RECORDS FOR PROCESSING Block Start

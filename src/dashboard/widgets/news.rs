use super::{fallback_note, refresh_every, status_banner, Widget, WidgetAction};
use crate::dashboard::dashboard::DashboardContext;
use crate::dashboard::lifecycle::{FallbackHandling, Feed, Settled, WidgetStatus};
use crate::dashboard::store::DashboardAction;
use crate::model::relative_age;
use crate::sources::NewsAdapter;
use eframe::egui;
use serde::{Deserialize, Serialize};
use std::time::Duration;

fn default_refresh_interval() -> f32 {
    15.0 * 60.0
}

fn default_max_items() -> usize {
    6
}

#[derive(Debug, Clone, Serialize, Deserialize)]
pub struct NewsConfig {
    #[serde(default = "default_refresh_interval")]
    pub refresh_interval_secs: f32,
    #[serde(default)]
    pub manual_refresh_only: bool,
    #[serde(default = "default_max_items")]
    pub max_items: usize,
}

impl Default for NewsConfig {
    fn default() -> Self {
        Self {
            refresh_interval_secs: default_refresh_interval(),
            manual_refresh_only: false,
            max_items: default_max_items(),
        }
    }
}

pub struct NewsWidget {
    cfg: NewsConfig,
    feed: Feed<NewsAdapter>,
    fetched_for: Option<String>,
}

impl NewsWidget {
    pub fn new(cfg: NewsConfig) -> Self {
        Self {
            cfg,
            feed: Feed::new(NewsAdapter, FallbackHandling::ShowData),
            fetched_for: None,
        }
    }
}

impl Widget for NewsWidget {
    fn title(&self) -> &str {
        "Local News"
    }

    fn refresh(&mut self, ctx: &DashboardContext<'_>) {
        self.fetched_for = Some(ctx.postal_code.to_string());
        self.feed.request(ctx.postal_code.to_string());
    }

    fn poll(&mut self, ctx: &DashboardContext<'_>) {
        if self.fetched_for.as_deref() != Some(ctx.postal_code) {
            self.refresh(ctx);
        }
        if self.feed.poll() == Some(Settled::Succeeded) {
            if let Some(items) = self.feed.data() {
                ctx.store.dispatch(DashboardAction::SetNews(items.clone()));
            }
        }
    }

    fn render(&mut self, ui: &mut egui::Ui, _ctx: &DashboardContext<'_>) -> Option<WidgetAction> {
        if !status_banner(ui, self.feed.status(), "No news right now.") {
            return None;
        }
        fallback_note(ui, self.feed.lifecycle().shows_fallback());
        let items = self.feed.data()?;
        let now = chrono::Utc::now().timestamp();
        let mut action = None;
        for item in items.iter().take(self.cfg.max_items) {
            if ui.link(&item.title).clicked() {
                action = Some(WidgetAction::OpenUrl(item.url.clone()));
            }
            ui.weak(format!(
                "{} · {}",
                item.source,
                relative_age(item.published_at, now)
            ));
            ui.add_space(4.0);
        }
        action
    }

    fn refresh_interval(&self) -> Option<Duration> {
        refresh_every(self.cfg.refresh_interval_secs, self.cfg.manual_refresh_only)
    }

    fn status(&self) -> Option<&WidgetStatus> {
        Some(self.feed.status())
    }
}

RECORDS FOR PROCESSING Block End

WHAT IS EXPECTED. Each record should be returned precisely as written.

WRITTEN SOLUTION.
filename src/dashboard/widgets/news.rs
use super::{fallback_note, refresh_every, status_banner, Widget, WidgetAction};
use crate::dashboard::dashboard::DashboardContext;
use crate::dashboard::lifecycle::{FallbackHandling, Feed, Settled, WidgetStatus};
use crate::dashboard::store::DashboardAction;
use crate::model::relative_age;
use crate::sources::NewsAdapter;
use eframe::egui;
use serde::{Deserialize, Serialize};
use std::time::Duration;

fn default_refresh_interval() -> f32 {
    15.0 * 60.0
}

fn default_max_items() -> usize {
    6
}

#[derive(Debug, Clone, Serialize, Deserialize)]
pub struct NewsConfig {
    #[serde(default = "default_refresh_interval")]
    pub refresh_interval_secs: f32,
    #[serde(default)]
    pub manual_refresh_only: bool,
    #[serde(default = "default_max_items")]
    pub max_items: usize,
}

impl Default for NewsConfig {
    fn default() -> Self {
        Self {
            refresh_interval_secs: default_refresh_interval(),
            manual_refresh_only: false,
            max_items: default_max_items(),
        }
    }
}

pub struct NewsWidget {
    cfg: NewsConfig,
    feed: Feed<NewsAdapter>,
    fetched_for: Option<String>,
}

impl NewsWidget {
    pub fn new(cfg: NewsConfig) -> Self {
        Self {
            cfg,
            feed: Feed::new(NewsAdapter, FallbackHandling::ShowData),
            fetched_for: None,
        }
    }
}

impl Widget for NewsWidget {
    fn title(&self) -> &str {
        "Local News"
    }

    fn refresh(&mut self, ctx: &DashboardContext<'_>) {
        self.fetched_for = Some(ctx.postal_code.to_string());
        self.feed.request(ctx.postal_code.to_string());
    }

    fn poll(&mut self, ctx: &DashboardContext<'_>) {
        if self.fetched_for.as_deref() != Some(ctx.postal_code) {
            self.refresh(ctx);
        }
        if self.feed.poll() == Some(Settled::Succeeded) {
            if let Some(items) = self.feed.data() {
                ctx.store.dispatch(DashboardAction::SetNews(items.clone()));
            }
        }
    }

    fn render(&mut self, ui: &mut egui::Ui, _ctx: &DashboardContext<'_>) -> Option<WidgetAction> {
        if !status_banner(ui, self.feed.status(), "No news right now.") {
            return None;
        }
        fallback_note(ui, self.feed.lifecycle().shows_fallback());
        let items = self.feed.data()?;
        let now = chrono::Utc::now().timestamp();
        let mut action = None;
        for item in items.iter().take(self.cfg.max_items) {
            if ui.link(&item.title).clicked() {
                action = Some(WidgetAction::OpenUrl(item.url.clone()));
            }
            ui.weak(format!(
                "{} · {}",
                item.source,
                relative_age(item.published_at, now)
            ));
            ui.add_space(4.0);
        }
        action
    }

    fn refresh_interval(&self) -> Option<Duration> {
        refresh_every(self.cfg.refresh_interval_secs, self.cfg.manual_refresh_only)
    }

    fn status(&self) -> Option<&WidgetStatus> {
        Some(self.feed.status())
    }
}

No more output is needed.